While modern sport fencing has three weapons—foil, épée, and sabre, each a separate event—épée is the only one in which the entire body is the valid target area (the others restricted to varying areas above the waist). Épée is the heaviest of the three modern fencing weapons. As with all fencing disciplines, fencing matches with the épée require a large amount of concentration, accuracy and speed. Since the entire body is a target, a successful épée fencer must be able to anticipate their opponent's moves and strike their opponent at the correct time.

In most higher-level competitions, a grounded metal piste is used to prevent floor hits from registering as touches. Unlike sabre and foil, in épée there are no right-of-way rules regarding attacks, other than the aforementioned rule regarding touches with only the point of the weapon. Touches are awarded solely on the basis of which fencer makes a touch first, according to the electronic scoring machines. Also, double-touches are allowed in épée, although the touches must occur within 40 milliseconds (1/25 of a second) of each other.

Description

Épée complete
An electric épée with a pistol grip

A modern épée for use by adult fencers (size 5) has a blade that measures 90 cm from the bell guard to the tip; the maximum allowable mass is 770g, but most competition weapons are much lighter, weighing 300g - 450g. Épées for use by children under 13 are shorter and lighter (size 2), making it easier for them to use.

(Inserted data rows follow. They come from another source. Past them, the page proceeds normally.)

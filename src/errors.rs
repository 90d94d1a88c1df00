use std::time::Duration;

use thiserror::Error;

/// Result alias used across the collector.
pub type Result<T> = std::result::Result<T, CollectorError>;

#[derive(Debug, Error)]
pub enum CollectorError {
    #[error("Cannot connect to metrics backend at {address}: {reason}")]
    Connection { address: String, reason: String },

    #[error("Query timed out after {timeout:?} (query={query})")]
    QueryTimeout { query: String, timeout: Duration },

    #[error("Transport error while querying metrics backend (query={query}): {reason}")]
    Transport { query: String, reason: String },

    #[error("Metrics backend rejected query ({error_type}): {message} (query={query})")]
    QueryRejected {
        query: String,
        error_type: String,
        message: String,
    },

    #[error("Failed to decode metrics backend response (query={query}): {reason}")]
    Decode { query: String, reason: String },

    #[error("Collection cycle aborted after {attempts} node discovery attempt(s): {reason}")]
    CycleAbort { attempts: usize, reason: String },

    #[error("Collection cycle aborted by query failure on node {node} ({window}): {source}")]
    NodeQuery {
        node: String,
        window: String,
        #[source]
        source: Box<CollectorError>,
    },

    #[error("Unable to reach metrics backend at {url} after {attempts} attempt(s): {reason}")]
    ProbeUnreachable {
        url: String,
        attempts: u32,
        reason: String,
    },

    #[error("Collection cycle exceeded its deadline of {timeout:?}")]
    CycleDeadline { timeout: Duration },

    #[error("Collection cycle cancelled")]
    Cancelled,

    #[error("Invalid configuration: {0}")]
    Config(String),

    #[error("Export failed: {0}")]
    Export(String),
}

impl CollectorError {
    /// Whether the next attempt (or the next cycle) may succeed without operator action.
    pub fn is_retryable(&self) -> bool {
        match self {
            CollectorError::QueryTimeout { .. }
            | CollectorError::Transport { .. }
            | CollectorError::CycleDeadline { .. }
            | CollectorError::CycleAbort { .. }
            | CollectorError::Export(_) => true,
            CollectorError::QueryRejected { error_type, .. } => {
                matches!(error_type.as_str(), "timeout" | "unavailable")
            }
            CollectorError::NodeQuery { source, .. } => source.is_retryable(),
            CollectorError::Connection { .. }
            | CollectorError::Decode { .. }
            | CollectorError::ProbeUnreachable { .. }
            | CollectorError::Cancelled
            | CollectorError::Config(_) => false,
        }
    }
}

/// Failure reported by a node source. `conflict` marks the transient class
/// (HTTP 409 from the API server) that discovery retries with backoff.
#[derive(Debug, Clone, Error)]
#[error("{message}")]
pub struct NodeSourceError {
    pub conflict: bool,
    pub message: String,
}

impl NodeSourceError {
    pub fn conflict(message: impl Into<String>) -> Self {
        Self {
            conflict: true,
            message: message.into(),
        }
    }

    pub fn other(message: impl Into<String>) -> Self {
        Self {
            conflict: false,
            message: message.into(),
        }
    }

    pub fn is_conflict(&self) -> bool {
        self.conflict
    }
}

impl From<kube::Error> for NodeSourceError {
    fn from(err: kube::Error) -> Self {
        let conflict = matches!(&err, kube::Error::Api(resp) if resp.code == 409);
        Self {
            conflict,
            message: format!("K8s API error: {err}"),
        }
    }
}

#[cfg(test)]
mod tests {
    use super::*;

    #[test]
    fn transport_and_timeouts_are_retryable() {
        let timeout = CollectorError::QueryTimeout {
            query: "up".into(),
            timeout: Duration::from_secs(10),
        };
        let transport = CollectorError::Transport {
            query: "up".into(),
            reason: "connection reset".into(),
        };
        assert!(timeout.is_retryable());
        assert!(transport.is_retryable());
    }

    #[test]
    fn syntax_errors_are_not_retryable() {
        let bad_data = CollectorError::QueryRejected {
            query: "{".into(),
            error_type: "bad_data".into(),
            message: "parse error".into(),
        };
        let unavailable = CollectorError::QueryRejected {
            query: "up".into(),
            error_type: "unavailable".into(),
            message: "tsdb not ready".into(),
        };
        assert!(!bad_data.is_retryable());
        assert!(unavailable.is_retryable());
    }

    #[test]
    fn node_query_inherits_source_classification() {
        let err = CollectorError::NodeQuery {
            node: "node-b".into(),
            window: "[t0, t1] step 60s".into(),
            source: Box::new(CollectorError::Connection {
                address: "http://prom".into(),
                reason: "refused".into(),
            }),
        };
        assert!(!err.is_retryable());
        assert!(err.to_string().contains("node-b"));
    }

    #[test]
    fn node_source_error_constructors() {
        assert!(NodeSourceError::conflict("409").is_conflict());
        assert!(!NodeSourceError::other("boom").is_conflict());
    }
}
/* Maps raw Prometheus matrices → heapster-clone records */

use std::collections::BTreeMap;

use chrono::{DateTime, Utc};

use crate::core::client::prometheus_dto::{QueryWindow, RangeSeries};
use crate::domain::cluster::cluster_node::ClusterNode;
use crate::domain::metric::heapster::metric_point::{FsMetricPoint, MetricPoint};
use crate::domain::metric::heapster::node_metric_record::{
    NodeLabels, NodeMetricRecord, NodeMetrics,
};
use crate::domain::metric::heapster::pod_metric_record::{
    PodLabels, PodMetricRecord, PodMetrics,
};
use crate::domain::metric::heapster::schema::{
    node_binding, pod_binding, FieldBinding, MetricField, ValueEncoding, NODE_INFO_METRIC,
};
use crate::scheduler::tasks::collectors::prometheus::cycle_report::NodeCollection;

/// Checked in order; the first one present decides which node owns a series.
const NODE_IDENTITY_LABELS: &[&str] = &["node", "kubernetes_io_hostname", "instance"];
const POD_LABELS: &[&str] = &["pod", "pod_name"];
const CONTAINER_LABELS: &[&str] = &["container", "container_name"];
const POD_UID_LABELS: &[&str] = &["pod_uid", "uid"];
const KUBE_LABEL_PREFIX: &str = "label_";
const ROOT_CGROUP: &str = "/";

pub fn map_collection(
    node: &ClusterNode,
    window: &QueryWindow,
    matrix: &[RangeSeries],
) -> NodeCollection {
    NodeCollection {
        node: map_node(node, window, matrix),
        pods: map_pods(node, window, matrix),
    }
}

pub fn map_node(node: &ClusterNode, window: &QueryWindow, matrix: &[RangeSeries]) -> NodeMetricRecord {
    let mut table = FieldTable::default();
    let mut host_id = node.provider_id.clone();
    let mut hostname = node.hostname.clone();

    for series in owned_series(node, matrix) {
        if first_label(series, POD_LABELS).is_some() {
            continue;
        }
        // Only the root cgroup describes the whole machine.
        if series.label("id").is_some_and(|id| id != ROOT_CGROUP) {
            continue;
        }
        let Some(name) = series.name() else {
            continue;
        };

        if name == NODE_INFO_METRIC {
            if host_id.is_empty() {
                if let Some(provider_id) = series.label("provider_id") {
                    host_id = provider_id.to_string();
                }
            }
            if hostname.is_none() {
                hostname = series.label("internal_ip").map(str::to_string);
            }
            continue;
        }

        if let Some(binding) = node_binding(name) {
            table.add(binding, series);
        }
    }

    NodeMetricRecord {
        labels: NodeLabels {
            host_id,
            hostname: hostname.unwrap_or_else(|| node.name.clone()),
            labels: flatten_labels(&node.labels),
            nodename: node.name.clone(),
        },
        metrics: NodeMetrics {
            cpu_limit: table.points(MetricField::CpuLimit, window),
            cpu_usage: table.points(MetricField::CpuUsage, window),
            filesystem_limit: table.fs_points(MetricField::FilesystemLimit, window),
            filesystem_usage: table.fs_points(MetricField::FilesystemUsage, window),
            memory_cache: table.points(MetricField::MemoryCache, window),
            memory_limit: table.points(MetricField::MemoryLimit, window),
            memory_rss: table.points(MetricField::MemoryRss, window),
            memory_usage: table.points(MetricField::MemoryUsage, window),
            network_rx: table.points(MetricField::NetworkRx, window),
            network_tx: table.points(MetricField::NetworkTx, window),
            uptime: table.points(MetricField::Uptime, window),
            filesystem_inodes: table.fs_points(MetricField::FilesystemInodes, window),
            filesystem_inodes_free: table.fs_points(MetricField::FilesystemInodesFree, window),
        },
    }
}

#[derive(Debug, Clone, PartialEq, Eq, PartialOrd, Ord)]
struct PodKey {
    namespace: String,
    pod: String,
    container: String,
}

pub fn map_pods(node: &ClusterNode, window: &QueryWindow, matrix: &[RangeSeries]) -> Vec<PodMetricRecord> {
    let mut groups: BTreeMap<PodKey, (PodLabels, FieldTable)> = BTreeMap::new();

    for series in owned_series(node, matrix) {
        let Some(pod) = first_label(series, POD_LABELS) else {
            continue;
        };
        let Some(binding) = series.name().and_then(pod_binding) else {
            continue;
        };

        let key = PodKey {
            namespace: series.label("namespace").unwrap_or_default().to_string(),
            pod: pod.to_string(),
            container: first_label(series, CONTAINER_LABELS)
                .unwrap_or_default()
                .to_string(),
        };

        let (labels, table) = groups
            .entry(key)
            .or_insert_with_key(|key| (pod_labels(node, key), FieldTable::default()));
        // A uid from any series of the group beats the namespace/name fallback.
        if let Some(uid) = first_label(series, POD_UID_LABELS) {
            if labels.pod_id.is_empty() {
                labels.pod_id = uid.to_string();
            }
        }
        for (k, v) in kube_labels(series) {
            labels.labels.entry(k).or_insert(v);
        }
        table.add(binding, series);
    }

    groups
        .into_iter()
        .map(|(key, (mut labels, table))| {
            if labels.pod_id.is_empty() {
                labels.pod_id = format!("{}/{}", key.namespace, key.pod);
            }
            PodMetricRecord {
                labels,
                metrics: PodMetrics {
                    cpu_limit: table.points(MetricField::CpuLimit, window),
                    cpu_usage: table.points(MetricField::CpuUsage, window),
                    filesystem_limit: table.fs_points(MetricField::FilesystemLimit, window),
                    filesystem_usage: table.fs_points(MetricField::FilesystemUsage, window),
                    memory_cache: table.points(MetricField::MemoryCache, window),
                    memory_limit: table.points(MetricField::MemoryLimit, window),
                    memory_rss: table.points(MetricField::MemoryRss, window),
                    memory_usage: table.points(MetricField::MemoryUsage, window),
                    network_rx: table.points(MetricField::NetworkRx, window),
                    network_tx: table.points(MetricField::NetworkTx, window),
                    uptime: table.points(MetricField::Uptime, window),
                },
            }
        })
        .collect()
}

/// `pod_id` is left empty here and settled once every series of the group was seen.
fn pod_labels(node: &ClusterNode, key: &PodKey) -> PodLabels {
    PodLabels {
        container_name: key.container.clone(),
        host_id: node.provider_id.clone(),
        hostname: node.hostname_or_name().to_string(),
        labels: BTreeMap::new(),
        namespace_id: key.namespace.clone(),
        nodename: node.name.clone(),
        pod_id: String::new(),
        pod_name: key.pod.clone(),
    }
}

/// Series owned by `node`, in label-set order so output never depends on response order.
///
/// Every node is queried with the same cluster-wide selector, so a series without any
/// node identity label cannot be attributed and is left out of every record.
fn owned_series<'a>(node: &ClusterNode, matrix: &'a [RangeSeries]) -> Vec<&'a RangeSeries> {
    let mut owned: Vec<&RangeSeries> = matrix
        .iter()
        .filter(|series| {
            series_node(series)
                .is_some_and(|owner| owner == node.name || Some(owner) == node.hostname.as_deref())
        })
        .collect();
    owned.sort_by(|a, b| a.metric.cmp(&b.metric));
    owned
}

/// Number of series in `matrix` that no node can claim.
pub fn unattributed_series(matrix: &[RangeSeries]) -> usize {
    matrix.iter().filter(|s| series_node(s).is_none()).count()
}

fn series_node(series: &RangeSeries) -> Option<&str> {
    first_label(series, NODE_IDENTITY_LABELS).map(strip_port)
}

fn strip_port(instance: &str) -> &str {
    match instance.rsplit_once(':') {
        Some((host, port)) if !port.is_empty() && port.bytes().all(|b| b.is_ascii_digit()) => {
            host.trim_start_matches('[').trim_end_matches(']')
        }
        _ => instance,
    }
}

fn first_label<'a>(series: &'a RangeSeries, keys: &[&str]) -> Option<&'a str> {
    keys.iter().find_map(|key| series.label(key))
}

fn kube_labels(series: &RangeSeries) -> impl Iterator<Item = (String, String)> + '_ {
    series.metric.iter().filter_map(|(k, v)| {
        k.strip_prefix(KUBE_LABEL_PREFIX)
            .map(|name| (name.to_string(), v.clone()))
    })
}

fn flatten_labels(labels: &BTreeMap<String, String>) -> String {
    labels
        .iter()
        .map(|(k, v)| format!("{k}:{v}"))
        .collect::<Vec<_>>()
        .join(",")
}

/// One merged sample: the raw string for quota fields, a number for everything else.
#[derive(Debug, Clone, PartialEq)]
enum Merged {
    Raw(String),
    Number(f64),
}

/// Device (empty unless the field is filesystem scoped) and sample timestamp.
type PointKey = (String, DateTime<Utc>);

/// Samples of every series bound to a field, merged per timestamp according to the
/// field's [`ValueEncoding`].
#[derive(Debug, Default)]
struct FieldTable {
    fields: BTreeMap<MetricField, BTreeMap<PointKey, Merged>>,
}

impl FieldTable {
    fn add(&mut self, binding: &FieldBinding, series: &RangeSeries) {
        let field = binding.field;
        let encoding = field.encoding();
        let device = if field.is_filesystem() {
            series.label("device").unwrap_or_default()
        } else {
            ""
        };
        let points = self.fields.entry(field).or_default();

        for sample in &series.values {
            let Some(end) = sample.timestamp() else {
                continue;
            };
            let key = (device.to_string(), end);

            if encoding == ValueEncoding::Quota {
                let raw = sample.value().trim();
                if !raw.is_empty() {
                    points.entry(key).or_insert_with(|| Merged::Raw(raw.to_string()));
                }
                continue;
            }

            let Ok(raw) = sample.value().trim().parse::<f64>() else {
                continue;
            };
            let value = match encoding {
                ValueEncoding::Elapsed => (sample.0 - raw) * binding.scale,
                _ => raw * binding.scale,
            };
            if !value.is_finite() || (value < 0.0 && encoding != ValueEncoding::Signed) {
                continue;
            }

            match points.entry(key).or_insert(Merged::Number(0.0)) {
                Merged::Number(merged) if encoding == ValueEncoding::Elapsed => {
                    *merged = merged.max(value)
                }
                Merged::Number(merged) => *merged += value,
                Merged::Raw(_) => {}
            }
        }
    }

    fn points<V: FieldValue>(&self, field: MetricField, window: &QueryWindow) -> Vec<MetricPoint<V>> {
        debug_assert!(!field.is_filesystem(), "{field:?} is device scoped");
        self.decoded::<V>(field)
            .map(|(_, end, value)| MetricPoint {
                end,
                start: interval_start(window, end),
                value,
            })
            .collect()
    }

    fn fs_points<V: FieldValue>(&self, field: MetricField, window: &QueryWindow) -> Vec<FsMetricPoint<V>> {
        debug_assert!(field.is_filesystem(), "{field:?} is not device scoped");
        self.decoded::<V>(field)
            .map(|(device, end, value)| {
                MetricPoint {
                    end,
                    start: interval_start(window, end),
                    value,
                }
                .scoped(device)
            })
            .collect()
    }

    /// Points in `(device, end)` order; values the field type cannot hold are dropped.
    fn decoded<V: FieldValue>(&self, field: MetricField) -> impl Iterator<Item = (&str, DateTime<Utc>, V)> + '_ {
        debug_assert!(
            V::accepts(field.encoding()),
            "{field:?} is declared {:?}",
            field.encoding()
        );
        self.fields
            .get(&field)
            .into_iter()
            .flatten()
            .filter_map(|((device, end), merged)| Some((device.as_str(), *end, V::decode(merged)?)))
    }
}

/// Rust type a field is stored as, tied to the encodings it can represent.
trait FieldValue: Sized {
    fn accepts(encoding: ValueEncoding) -> bool;
    fn decode(merged: &Merged) -> Option<Self>;
}

impl FieldValue for String {
    fn accepts(encoding: ValueEncoding) -> bool {
        encoding == ValueEncoding::Quota
    }

    fn decode(merged: &Merged) -> Option<Self> {
        match merged {
            Merged::Raw(raw) => Some(raw.clone()),
            Merged::Number(_) => None,
        }
    }
}

impl FieldValue for i64 {
    fn accepts(encoding: ValueEncoding) -> bool {
        matches!(encoding, ValueEncoding::Signed | ValueEncoding::Elapsed)
    }

    fn decode(merged: &Merged) -> Option<Self> {
        let Merged::Number(value) = merged else {
            return None;
        };
        let value = value.round();
        (value >= i64::MIN as f64 && value <= i64::MAX as f64).then_some(value as i64)
    }
}

impl FieldValue for u64 {
    fn accepts(encoding: ValueEncoding) -> bool {
        encoding == ValueEncoding::Unsigned
    }

    fn decode(merged: &Merged) -> Option<Self> {
        let Merged::Number(value) = merged else {
            return None;
        };
        let value = value.round();
        (value >= 0.0 && value <= u64::MAX as f64).then_some(value as u64)
    }
}

/// A sample at `end` covers the preceding step, clipped to the query window.
fn interval_start(window: &QueryWindow, end: DateTime<Utc>) -> DateTime<Utc> {
    (end - window.step_delta()).max(window.start).min(end)
}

The épée has a three-sided blade, whereas the foil has a rectangular cross section. In competitions, a valid épée touch is scored if a fencer's weapon touches the opponent with enough force to depress the tip; by rule, this is a minimum force of 750 grams-force (7.4 N). The hand is a valid target so the bellguard is much larger and more protective than that of the foil. The bell guard is typically made of aluminium or stainless steel. The tip is wired to a connector in the bellguard, then to an electronic scoring device or "box". The bellguard, blade, and handle of the épée are all grounded to the scoring box to prevent hits to the weapon from registering as touches.

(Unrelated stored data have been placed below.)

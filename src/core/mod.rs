pub mod client;
pub mod persistence;
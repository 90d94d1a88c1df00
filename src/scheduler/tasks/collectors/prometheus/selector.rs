use crate::domain::metric::heapster::schema::{NODE_FIELDS, NODE_INFO_METRIC, POD_FIELDS};

/// Metric names the legacy agent queried.
pub const LEGACY_METRICS: &[&str] = &[
    "kube_node_info",
    "kube_node_status_capacity_memory_bytes",
    "kube_node_status_capacity_cpu_cores",
    "container_cpu_usage_seconds_total",
    "container_memory_rss",
    "container_spec_memory_limit_bytes",
    "container_network_receive_bytes_total",
    "container_network_transmit_bytes_total",
    "container_last_seen",
];

/// Enumerated metric-name set turned into a single `__name__` regex selector.
/// Built once per cycle and shared by every node query.
#[derive(Debug, Clone, PartialEq, Eq)]
pub struct MetricSelector {
    names: Vec<&'static str>,
}

impl Default for MetricSelector {
    /// Legacy names first, followed by every other name the field tables bind.
    fn default() -> Self {
        let mut names: Vec<&'static str> = LEGACY_METRICS.to_vec();
        let bound = NODE_FIELDS
            .iter()
            .chain(POD_FIELDS.iter())
            .map(|b| b.metric)
            .chain(std::iter::once(NODE_INFO_METRIC));
        for name in bound {
            if !names.contains(&name) {
                names.push(name);
            }
        }
        Self { names }
    }
}

impl MetricSelector {
    pub fn legacy() -> Self {
        Self {
            names: LEGACY_METRICS.to_vec(),
        }
    }

    pub fn names(&self) -> &[&'static str] {
        &self.names
    }

    pub fn expression(&self) -> String {
        format!("{{__name__=~\"{}\"}}", self.names.join("|"))
    }
}
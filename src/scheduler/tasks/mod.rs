pub mod collectors;
pub mod minute;
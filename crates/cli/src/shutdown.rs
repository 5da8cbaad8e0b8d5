use std::sync::{
    Arc,
    atomic::{AtomicBool, Ordering},
};
use tokio::signal;
use tokio_util::sync::CancellationToken;
use tracing::info;

/// Shutdown coordinator that listens for SIGINT and SIGTERM signals
/// and triggers a graceful shutdown of the migration system.
#[derive(Clone)]
pub struct ShutdownCoordinator {
    cancel_token: CancellationToken,
    shutdown_requested: Arc<AtomicBool>,
}

impl ShutdownCoordinator {
    pub fn new(cancel_token: CancellationToken) -> Self {
        Self {
            cancel_token,
            shutdown_requested: Arc::new(AtomicBool::new(false)),
        }
    }

    pub fn register_handlers(&self) {
        let cancel_token = self.cancel_token.clone();
        let shutdown_flag = self.shutdown_requested.clone();

        tokio::spawn(async move {
            let ctrl_c = async {
                signal::ctrl_c()
                    .await
                    .expect("Failed to install SIGINT handler");
            };

            #[cfg(unix)]
            let terminate = async {
                signal::unix::signal(signal::unix::SignalKind::terminate())
                    .expect("Failed to install SIGTERM handler")
                    .recv()
                    .await;
            };

            #[cfg(not(unix))]
            let terminate = std::future::pending::<()>();

            tokio::select! {
                _ = ctrl_c => {
                    info!("Received SIGINT (Ctrl+C), initiating graceful shutdown");
                }
                _ = terminate => {
                    info!("Received SIGTERM, initiating graceful shutdown");
                }
            }

            // Mark that shutdown has been requested
            shutdown_flag.store(true, Ordering::SeqCst);

            // Trigger cancellation
            cancel_token.cancel();

            info!("Shutdown signal broadcasted to all actors");
        });
    }

    pub fn is_shutdown_requested(&self) -> bool {
        self.shutdown_requested.load(Ordering::SeqCst)
    }

    pub fn cancel_token(&self) -> CancellationToken {
        self.cancel_token.clone()
    }
}

/// Exit codes for the CLI application (spec §6.4).
#[derive(Debug, Clone, Copy)]
pub enum ExitCode {
    Success = 0,
    GeneralFailure = 1,
    InvalidArguments = 2,
    NotFound = 3,
    /// Some records failed with `continueOnError=true`.
    PartialSuccess = 4,
}

impl ExitCode {
    pub fn as_i32(self) -> i32 {
        self as i32
    }
}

Italy v Estonia Challenge international de Saint-Maur 2013 t142226
The referee checks Kristina Kuusk's weapon in the Challenge International de Saint-Maur

In the groove formed by the V-shaped blade, there are two thin wires leading from the far end of the blade to a connector in the bellguard. These wires are held in place with a strong glue. The amount of glue is kept to a minimum as in the unlikely (but possible) case that a fencer manages a touch in that glue, the touch would be registered on the electrical equipment, as the glue is not conductive (the blade is grounded). In the event of tip to tip hits, a point should not be awarded. A "body cord" with a three-pronged plug at each end is placed underneath the fencer's clothing and attached to the connector in the bellguard, then to a wire leading to the scoring box. The scoring box signals with lights (one for each fencer) and a tone each time the tip is depressed.

The tip of an épée comprises several parts including: the mushroom-shaped movable tip; its housing or "barrel", which is threaded to the blade; a contact spring; and a return spring. The tips are generally held in place by two small grub screws, which thread into the sides of the tip through elongated openings on either side of the barrel. The screws hold the tip within the barrel but are allowed to travel freely in the openings. While this is the most common system, screwless variations do exist. The return spring must allow the tip to support a force of 750 gf (7.4 N) without registering a touch. Finally, an épée tip must allow a shim of 1.5 mm to be inserted between the tip and the barrel, and when a 0.5 mm shim is inserted and the tip depressed, it should not register a touch.[2] The contact spring is threaded in or out of the tip to adjust for this distance. These specifications are tested at the start of each bout during competitions. During competitions, fencers are required to have a minimum of two weapons and two body wires in case of failure or breakage.

Bouts with the different fencing weapons have a different tempo. Like the foil, the tempo for an épée bout is rather slow with sudden bursts of speed.

History

Dueling sword

Jacques Callot (1592-1635), Graveur.- Le duel à l'épée
A Swordfight, etching by Jacques Callot (1617)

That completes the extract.